As the U.S. dollar has strengthened over the past few years, foreign buyers of U.S. homes have responded to the squeeze in different ways. Buyers from some countries have adjusted their sights lower and responded by shopping for less expensive homes, while others have likely dropped out of the market altogether allowing their better-heeled countrymen to seek more expensive places.
And still others seemingly haven’t adjusted their behavior at all.
Compared to the start of 2015, the U.S. dollar now buys about 30 percent more Mexican pesos, about 25 percent more British pounds, about 15 percent more Brazilian reals, about 10 percent more Chinese yuan, and about 7 percent more Euros or Canadian dollars. These movements mean that homes have become more expensive for international shoppers, above and beyond the added expenses that all buyers – foreign and domestic – have had to cope with as home prices themselves rose.
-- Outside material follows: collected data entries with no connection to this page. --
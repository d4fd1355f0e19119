use std::fmt;

/// Binary operators.
#[derive(Debug, Clone, Copy, PartialEq, Eq, Hash)]
pub enum BinOp {
    /// Exponentiation (`^`)
    Power,
    /// Multiplication (`*`)
    Multiply,
    /// Division (`/`)
    Divide,
    /// Addition (`+`)
    Add,
    /// Subtraction (`-`)
    Subtract,
}

impl BinOp {
    /// Look up an operator by its exact textual form.
    pub fn from_symbol(s: &str) -> Option<Self> {
        match s {
            "^" => Some(BinOp::Power),
            "*" => Some(BinOp::Multiply),
            "/" => Some(BinOp::Divide),
            "+" => Some(BinOp::Add),
            "-" => Some(BinOp::Subtract),
            _ => None,
        }
    }

    pub fn symbol(self) -> char {
        match self {
            BinOp::Power => '^',
            BinOp::Multiply => '*',
            BinOp::Divide => '/',
            BinOp::Add => '+',
            BinOp::Subtract => '-',
        }
    }

    /// Binding strength; higher binds tighter.
    pub fn precedence(self) -> u8 {
        match self {
            BinOp::Power => 3,
            BinOp::Multiply | BinOp::Divide => 2,
            BinOp::Add | BinOp::Subtract => 1,
        }
    }
}

impl fmt::Display for BinOp {
    fn fmt(&self, f: &mut fmt::Formatter<'_>) -> fmt::Result {
        write!(f, "{}", self.symbol())
    }
}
As the US dollar strengthens relative to these currencies, it’s reasonable to expect two things to happen. First, foreign shoppers could begin to shop for less-expensive U.S. homes. And second, more budget-conscious buyers seeking more modest homes to begin with might drop out of the market entirely. Our research indicates that while both of those are happening to some degree among some buyers, not all international home shoppers have responded in the same way to changing exchange rates, and that some groups tend to be more price-sensitive than others.
Fluctuations in exchange rates don’t appear to matter much to buyers from Europe and the United Kingdom. Regardless of the relative strength or weakness of the euro or British pound, these buyers generally shopped for the same kind of homes they always had, targeting a price percentile roughly 15 to 20 percentage points above the typical U.S. buyer.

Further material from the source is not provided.